BB-8's head stays at the top of the rolling ball body thanks to the magnets and also to two small wheels that let the head always move to the top while the main body rolls. Those wheels are probably the only issue and disadvantage of the BB-8, as they work like a little vacuum cleaner. If you remember the old-time computer mouse with a hard rubber ball and rollers inside, or an Apple Mouse with the little scrolling rubber ball at the top, you know immediately what I’m talking about. Those pointing devices picked up all sorts of dirt and dust and required frequent cleaning. The mice were used on the surface of a desk, but BB-8 rolls on the floor or pavement. If you have dogs or cats (I have two dogs), you will find yourself cleaning the wheels and axle every 20 to 30 minutes.
Luckily, the head can be very easily detached for cleaning, although it rarely falls off accidentally. Sometimes when BB-8 is run at high speed under furniture it can "behead" itself.

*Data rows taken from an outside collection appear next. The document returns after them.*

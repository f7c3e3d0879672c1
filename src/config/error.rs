//! Configuration error types.

use std::path::PathBuf;

use thiserror::Error;

/// Configuration-related errors
#[derive(Debug, Error)]
pub enum ConfigError {
    #[error("IO error when reading `{0}`")]
    Io(PathBuf, #[source] std::io::Error),

    #[error("Config file parsing error")]
    Toml(#[from] toml::de::Error),

    #[error("Config file `{0}` not found. Run 'cardassets init' to create one.")]
    NotFound(PathBuf),

    #[error("Config validation error:\n{}", .0.join("\n"))]
    Validation(Vec<String>),
}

BB-8 is controlled by an iPhone or iPad touchscreen via a dedicated app. As in the case of the original Sphero, you just need to move a finger on the screen to move the droid. Initially, steering can be difficult, but later you’ll gain a better feel for the controls and will steer BB-8 seamlessly.
The app also lets BB-8 perform some gestures, such as "yes" or "no", dancing with joy, or rolling in figure-eights and squares. There is also a boost button that allows for a burst of acceleration. The app provides a simple augmented reality solution that lets the user record and watch a simple holographic message -- to view it, you have to look at BB-8 through the lens of the iPhone camera. Remember R2D2 playing back Princess Leia Organa's message "Help me Obi Wan Kenobi, you're my only hope”? That’s what your message looks like. For best results, one should view the BB-8 from the iPhone from a distance of 3 or 4 feet (roughly 1 meter). A shorter distance results in a misaligned “holographic projection” (the beams don’t appear to be coming straight from BB-8).

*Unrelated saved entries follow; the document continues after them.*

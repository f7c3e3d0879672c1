//! The enable/disable registry and its persistence.
//!
//! # Module Structure
//!
//! ```text
//! registry/
//! ├── error      # RegistryError
//! ├── reconcile  # merge a registry with a disk scan
//! ├── store      # JSON load/save, `.bak` on corruption
//! └── mod.rs     # Registry (this file)
//! ```
//!
//! # Persisted format
//!
//! ```json
//! {
//!     "css": {
//!         "base.css": true,
//!         "nested/cloze.css": false
//!     },
//!     "js": {
//!         "mathjax.js": true
//!     }
//! }
//! ```

mod error;
mod reconcile;
mod store;

pub use error::RegistryError;
pub use reconcile::{ReconcileReport, reconcile};
pub use store::{BACKUP_SUFFIX, Loaded, RegistryStore};

use std::collections::BTreeMap;

use serde::{Deserialize, Serialize};

use crate::asset::{AssetCategory, AssetScan};

/// Relative path -> enabled flag, sorted by path.
pub type AssetMap = BTreeMap<String, bool>;

/// Enabled/disabled state of every known asset.
///
/// One map per [`AssetCategory`]. Both keys are required when
/// deserializing, so a persisted file missing a category is rejected.
#[derive(Debug, Clone, Default, PartialEq, Eq, Serialize, Deserialize)]
pub struct Registry {
    #[serde(rename = "css")]
    stylesheets: AssetMap,
    #[serde(rename = "js")]
    scripts: AssetMap,
}

impl Registry {
    pub fn new() -> Self {
        Self::default()
    }

    /// Registry for a first run: every scanned file, all enabled.
    pub fn from_scan(scan: &AssetScan) -> Self {
        let mut registry = Self::new();
        for category in AssetCategory::ALL {
            let map = registry.map_mut(category);
            for file in scan.files(category) {
                map.insert(file.clone(), true);
            }
        }
        registry
    }

    /// Entries of one category, sorted by path.
    pub fn entries(&self, category: AssetCategory) -> &AssetMap {
        match category {
            AssetCategory::Stylesheet => &self.stylesheets,
            AssetCategory::Script => &self.scripts,
        }
    }

    pub(crate) fn map_mut(&mut self, category: AssetCategory) -> &mut AssetMap {
        match category {
            AssetCategory::Stylesheet => &mut self.stylesheets,
            AssetCategory::Script => &mut self.scripts,
        }
    }

    /// State of one asset, `None` if unknown.
    pub fn get(&self, category: AssetCategory, path: &str) -> Option<bool> {
        self.entries(category).get(path).copied()
    }

    /// Enabled asset paths of one category, sorted.
    pub fn enabled(&self, category: AssetCategory) -> impl Iterator<Item = &str> {
        self.entries(category)
            .iter()
            .filter(|(_, enabled)| **enabled)
            .map(|(path, _)| path.as_str())
    }

    /// Flip one asset and return its new state.
    pub fn toggle(&mut self, category: AssetCategory, path: &str) -> Result<bool, RegistryError> {
        let flag = self.flag_mut(category, path)?;
        *flag = !*flag;
        Ok(*flag)
    }

    /// Set one asset to `enabled`. Returns whether the flag changed.
    pub fn set_enabled(
        &mut self,
        category: AssetCategory,
        path: &str,
        enabled: bool,
    ) -> Result<bool, RegistryError> {
        let flag = self.flag_mut(category, path)?;
        let changed = *flag != enabled;
        *flag = enabled;
        Ok(changed)
    }

    fn flag_mut(&mut self, category: AssetCategory, path: &str) -> Result<&mut bool, RegistryError> {
        self.map_mut(category)
            .get_mut(path)
            .ok_or_else(|| RegistryError::UnknownAsset {
                category,
                path: path.to_string(),
            })
    }

    /// Total number of entries across all categories.
    pub fn len(&self) -> usize {
        self.stylesheets.len() + self.scripts.len()
    }

    pub fn is_empty(&self) -> bool {
        self.len() == 0
    }
}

I have mentioned the autonomous mode in which Sphero is on patrol, rolling through the house, and sometimes getting into nooks and crannies you were previously unaware of. In fact, BB-8 has no additional sensors, so it will just roll until it meets a wall or piece of furniture. It then changes its direction as many times as needed to continue its hike around your home. During roaming, the BB-8 draws a map of its path in the app and tries to avoid known obstacles in the future. However, I haven't noticed any change in its behavior yet, so it may be a slow learner.

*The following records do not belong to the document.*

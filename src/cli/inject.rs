//! Inject command - print what a host would load for a view.

use anyhow::Result;

use crate::config::AppConfig;
use crate::debug;
use crate::inject::{WebContent, inject};

use super::InjectArgs;
use super::sync::open_library;

/// Run the inject command
pub fn run_inject(config: &AppConfig, args: &InjectArgs) -> Result<()> {
    let library = open_library(config)?;

    let mut content = WebContent::new();
    let count = inject(
        library.registry(),
        &config.exports(),
        &config.policy(),
        args.view,
        &mut content,
    );
    debug!("inject"; "{} urls for {:?}", count, args.view);

    if args.html {
        print!("{}", content.render_tags());
    } else {
        for url in content.css.iter().chain(&content.js) {
            println!("{url}");
        }
    }
    Ok(())
}
//! Path normalization utilities.
//!
//! - `normalize_path` - file system paths (canonicalize + fallback)
//! - `resolve_under` - config paths: tilde expansion, then relative to a root

use std::path::{Path, PathBuf};

/// Normalize a file system path to absolute form.
///
/// Tries `canonicalize()` first (resolves symlinks, `.`, `..`).
/// Falls back to:
/// - Return as-is if already absolute
/// - Join with current directory if relative
#[inline]
pub fn normalize_path(path: &Path) -> PathBuf {
    path.canonicalize().unwrap_or_else(|_| {
        if path.is_absolute() {
            path.to_path_buf()
        } else {
            std::env::current_dir().map_or_else(|_| path.to_path_buf(), |cwd| cwd.join(path))
        }
    })
}

/// Resolve a configured path against `root`.
///
/// `~/x` expands to the home directory; other relative paths are joined
/// onto `root`. The result is normalized.
pub fn resolve_under(path: &Path, root: &Path) -> PathBuf {
    let expanded = match path.to_str() {
        Some(s) => PathBuf::from(shellexpand::tilde(s).into_owned()),
        None => path.to_path_buf(),
    };
    let full = if expanded.is_relative() {
        root.join(expanded)
    } else {
        expanded
    };
    normalize_path(&full)
}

Sphero BB-8 connects with your iPhone or iPad via Bluetooth LE (low energy). Like the original Sphero, it is inductively charged when you place it on the dedicated charging dock. I am glad Sphero decided to use a micro-USB port for charging, since I can use one of the many chargers and micro-USB cables I have at home. A full charge is enough for about an hour of fun, not nearly long enough to make BB-8 a real autonomous mascot. However, the ease of using the charging dock makes the recharging process painless. I just need to pick up the droid from the floor and place it in the dock for a few hours to bring it back to life.
Is the Sphero BB-8 worth its price?
The Sphero BB-8 costs US$149 and is more expensive abroad, but I have to compare the price to the amount of fun it provides… especially the fun given to my two young boys and their excitement with this toy. The older one - who is six years old - appears to be an even stronger Star Wars fan than his Jedi Master (I mean... his father... I am your... I mean his... father). Like the original Sphero, BB-8 is not only fun, but a toy that can provoke play (like building a track out of pillows, bricks, shoes and furniture). In the case of BB-8, we get something more than just a remotely-controlled white ball made of hard plastic. We get a toy with personality that was almost literally taken out of our favorite movie saga.